Mild traumatic brain injury (mTBI) and schizophrenia spectrum disorders (SSD) are conditions characterized by frontal lobe deficits. Past research has shown increased violent and aggressive behavior in both conditions; however, few studies have examined the mechanisms driving this relationship, particularly in non-athlete or non-veteran populations. The current study examined the neurodegenerative effects of repeated mTBI over time on cognitive flexibility and stability deficits in a homeless population. Additionally, we investigated the mediating effects of these deficits on the impact of both repeated lifetime mTBI and presence of an SSD on violent crime.
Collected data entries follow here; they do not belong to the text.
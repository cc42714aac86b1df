use std::io::Write;

use tempfile::NamedTempFile;

/// Write `contents` to a temporary `.toml` file that lives as long as the
/// returned handle.
pub fn write_temp_config(contents: &str) -> NamedTempFile {
    let mut file = tempfile::Builder::new()
        .prefix("propview-test-")
        .suffix(".toml")
        .tempfile()
        .expect("create temp config");
    file.write_all(contents.as_bytes()).expect("write temp config");
    file
}

/// Configuration pointing at an unroutable backend so tests never reach a
/// real network.
pub const OFFLINE_CONFIG: &str = r#"
[api]
base_url = "http://127.0.0.1:9"
timeout_ms = 500
connect_timeout_ms = 200

[logging]
level = "error"
"#;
Consistent with expectations, the number of lifetime mTBIs positively predicted violence levels across multiple measures of violent crime, however cognitive flexibility and stability deficits did not mediate this relationship. Furthermore, comorbidity of mTBI and SSD increased the frequency of violent crimes greater than either condition alone. Implications for risk assessment, intervention strategies and violence reduction are discussed.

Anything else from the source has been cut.